JADE i. Introduction

 

JADE

i. INTRODUCTION

Regional overview. Jade carving in pre-Islamic Central and Western Asia was largely an east Iranian and Turkic phenomenon, and the same holds true for the Islamic tradition. Under Muslim rule jade carving was probably widespread in the eastern parts of Persia, and it is likely that Samarqand, Balkh, Herat, and Nishapur (Nišāpur) were particularly important centers. This is not surprising, given the sophisticated and age-old lapidary traditions in the region, and the relative proximity to Khotan, the great classic source of rough jade.

The jades of India may be seen as a major but highly individualistic and prolific branch of the Iranian school. In the sixteenth and seventeenth centuries, the Indian school was much influenced by the European hardstone carving tradition, while continuing to develop within the overwhelming nurture of the Indian artistic tradition and genius. The jade artifacts that originated in India between the 16th and 18th centuries were highly sophisticated, exhibiting refined craftsmanship. They were much appreciated in China, and many pieces have survived in former imperial collections; that of the emperor Qianlong (r.1735-96) is known to have been extensive and distinguished, and particularly noted for his commissioned inscriptions carved on many of the pieces (cf. Skelton, 1972, pp. 106-8; Teng, 1983, 2004).

Mineralogy and technology. The jade of objects that originated in Iran is nephrite. The mineral belongs to the tremolite-actinolite series of the amphibole family; it is slightly less hard than the quartzes (at 6 1/2 on Moh’s scale), but is extraordinarily tough due to the interlocking felt-like structure of its crystals (Webster, pp. 223-24). Like other hardstones, it is worked by drilling, grinding, sanding and polishing with grits and powders, typically harder than itself and delivered on, or as a component of, mostly rotary tools, such as discs, points, tubes, and rods. These tools may be composed of a variety of materials, depending on their intended use: from lac and wood—attested by Jawhari of Nishapur in his treatise, Jawāher-nāma-ye Neẓāmi, dated 592/1195-96 (Jawhari, p. 218)—through copper and soft iron. The grits and powders involved range from quartz through garnet, corundum, and diamond. Exceptionally detailed and valuable information on the cutting and polishing of gemstones is to be found in Abu’l-Qāsem Kāšāni’s treatise, ʿArāyes al-jawāher wa nafāyes al-aṭāyeb, dated 700/1301. Kāšāni mentions, in connection with the cutting of rubies, wheels of lac, lead, wood, and copper (p. 42), and describes a long process of cutting, polishing, and tests, involving such abrasives as emery, shell, marcasite, and clay.

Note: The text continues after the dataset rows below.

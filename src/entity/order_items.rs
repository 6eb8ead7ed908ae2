use sea_orm::entity::prelude::*;

#[derive(Clone, Debug, PartialEq, DeriveEntityModel)]
#[sea_orm(table_name = "order_items")]
pub struct Model {
    #[sea_orm(primary_key, auto_increment = false)]
    pub order_id: Uuid,
    #[sea_orm(primary_key, auto_increment = false)]
    pub menu_item_id: Uuid,
    pub line_no: i32,
    pub quantity: i32,
    pub unit_price: i64,
}

#[derive(Copy, Clone, Debug, EnumIter, DeriveRelation)]
pub enum Relation {
    #[sea_orm(
        belongs_to = "super::orders::Entity",
        from = "Column::OrderId",
        to = "super::orders::Column::Id"
    )]
    Orders,
}

impl Related<super::orders::Entity> for Entity {
    fn to() -> RelationDef {
        Relation::Orders.def()
    }
}

impl ActiveModelBehavior for ActiveModel {}
use async_trait::async_trait;
use sea_orm::{ActiveModelTrait, ColumnTrait, EntityTrait, QueryFilter, QueryOrder, Set};
use uuid::Uuid;

use crate::{
    entity::{
        menu_categories::{
            ActiveModel as CategoryActive, Entity as MenuCategories, Model as CategoryModel,
        },
        menu_items::{
            ActiveModel as MenuItemActive, Column as MenuItemCol, Entity as MenuItems,
            Model as MenuItemModel,
        },
    },
    error::AppResult,
    models::{Category, MenuItem},
    transactor::{Session, Transactor},
};

/// Read access to the catalog, as needed when pricing an order.
#[async_trait]
pub trait MenuLookup: Send + Sync {
    async fn get_menu_item(&self, id: Uuid) -> AppResult<Option<MenuItem>>;
}

#[derive(Clone)]
pub struct MenuRepository {
    transactor: Transactor,
}

impl MenuRepository {
    pub fn new(transactor: Transactor) -> Self {
        Self { transactor }
    }

    pub async fn get_category(&self, session: &Session, id: Uuid) -> AppResult<Option<Category>> {
        let conn = self.transactor.conn(session)?;
        let category = MenuCategories::find_by_id(id)
            .one(&conn)
            .await?
            .map(category_from_entity);
        Ok(category)
    }

    pub async fn get_items_by_category(
        &self,
        session: &Session,
        category_id: Uuid,
    ) -> AppResult<Vec<MenuItem>> {
        let conn = self.transactor.conn(session)?;
        let items = MenuItems::find()
            .filter(MenuItemCol::CategoryId.eq(category_id))
            .order_by_asc(MenuItemCol::Name)
            .all(&conn)
            .await?
            .into_iter()
            .map(menu_item_from_entity)
            .collect();
        Ok(items)
    }

    pub async fn create_category(
        &self,
        session: &Session,
        name: String,
        sort_order: i32,
    ) -> AppResult<Category> {
        let conn = self.transactor.conn(session)?;
        let model = CategoryActive {
            id: Set(Uuid::new_v4()),
            name: Set(name),
            sort_order: Set(sort_order),
        }
        .insert(&conn)
        .await?;
        Ok(category_from_entity(model))
    }

    pub async fn find_menu_item(&self, session: &Session, id: Uuid) -> AppResult<Option<MenuItem>> {
        let conn = self.transactor.conn(session)?;
        let item = MenuItems::find_by_id(id)
            .one(&conn)
            .await?
            .map(menu_item_from_entity);
        Ok(item)
    }

    /// Inserts `item` under a fresh id; the id field of the argument is ignored.
    pub async fn create_menu_item(&self, session: &Session, item: MenuItem) -> AppResult<MenuItem> {
        let conn = self.transactor.conn(session)?;
        let model = MenuItemActive {
            id: Set(Uuid::new_v4()),
            category_id: Set(item.category_id),
            name: Set(item.name),
            description: Set(item.description),
            price: Set(item.price),
            active: Set(item.active),
            image_url: Set(item.image_url),
        }
        .insert(&conn)
        .await?;
        Ok(menu_item_from_entity(model))
    }

    /// Overwrites every column of an existing item. `None` when absent.
    pub async fn update_menu_item(
        &self,
        session: &Session,
        item: MenuItem,
    ) -> AppResult<Option<MenuItem>> {
        let conn = self.transactor.conn(session)?;
        let Some(existing) = MenuItems::find_by_id(item.id).one(&conn).await? else {
            return Ok(None);
        };

        let mut active: MenuItemActive = existing.into();
        active.category_id = Set(item.category_id);
        active.name = Set(item.name);
        active.description = Set(item.description);
        active.price = Set(item.price);
        active.active = Set(item.active);
        active.image_url = Set(item.image_url);
        let model = active.update(&conn).await?;
        Ok(Some(menu_item_from_entity(model)))
    }
}

#[async_trait]
impl MenuLookup for MenuRepository {
    async fn get_menu_item(&self, id: Uuid) -> AppResult<Option<MenuItem>> {
        self.find_menu_item(&Session::pooled(), id).await
    }
}

fn category_from_entity(model: CategoryModel) -> Category {
    Category {
        id: model.id,
        name: model.name,
        sort_order: model.sort_order,
    }
}

fn menu_item_from_entity(model: MenuItemModel) -> MenuItem {
    MenuItem {
        id: model.id,
        category_id: model.category_id,
        name: model.name,
        description: model.description,
        price: model.price,
        active: model.active,
        image_url: model.image_url,
    }
}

The myth that jade presents exceptional technical difficulties not encountered when dealing with other hardstones is remarkably persistent. Yet the technology is exactly the same as that used for other hardstones. Indeed, in some ways jade is easier to cut than, for example, the quartzes. Compared to them, not only is jade slightly less hard, but its toughness reduces the likelihood of breakage in the process of cutting, as well as later. Problems may arise at the polishing phase of finishing jade pieces, especially if a highly glossy surface is required, but these are neither significant nor insurmountable. Moreover, for most of the West Asian material, such a surface was never sought.

Terminology. In Persian and Arabic literary sources, the words yašm, yašf, yašb, and yaṣb are used for jade, though yašb and yaṣb are generally understood to refer more precisely to jasper, a variety of cryptocrystalline quartz closely related to the chalcedonies such as carnelian and agate. Assadullah Souren Melikian-Chirvani (1997/2000, esp. pp. 123-26; cf. Pelliot, p. 424) has collected extensive material, tracing apparent cognates of these words to Old Babylonian and Old Assyrian texts. The overwhelming likelihood is that essentially all of the ancient Near Eastern use of yashpu/ashpu, even if cognate with yašf/yašb, must actually refer to the cryptocrystalline quartzes chalcedony (including agate) and jasper. This is borne out by any extensive survey of the thousands upon thousands of extant hardstone objects from the period in question.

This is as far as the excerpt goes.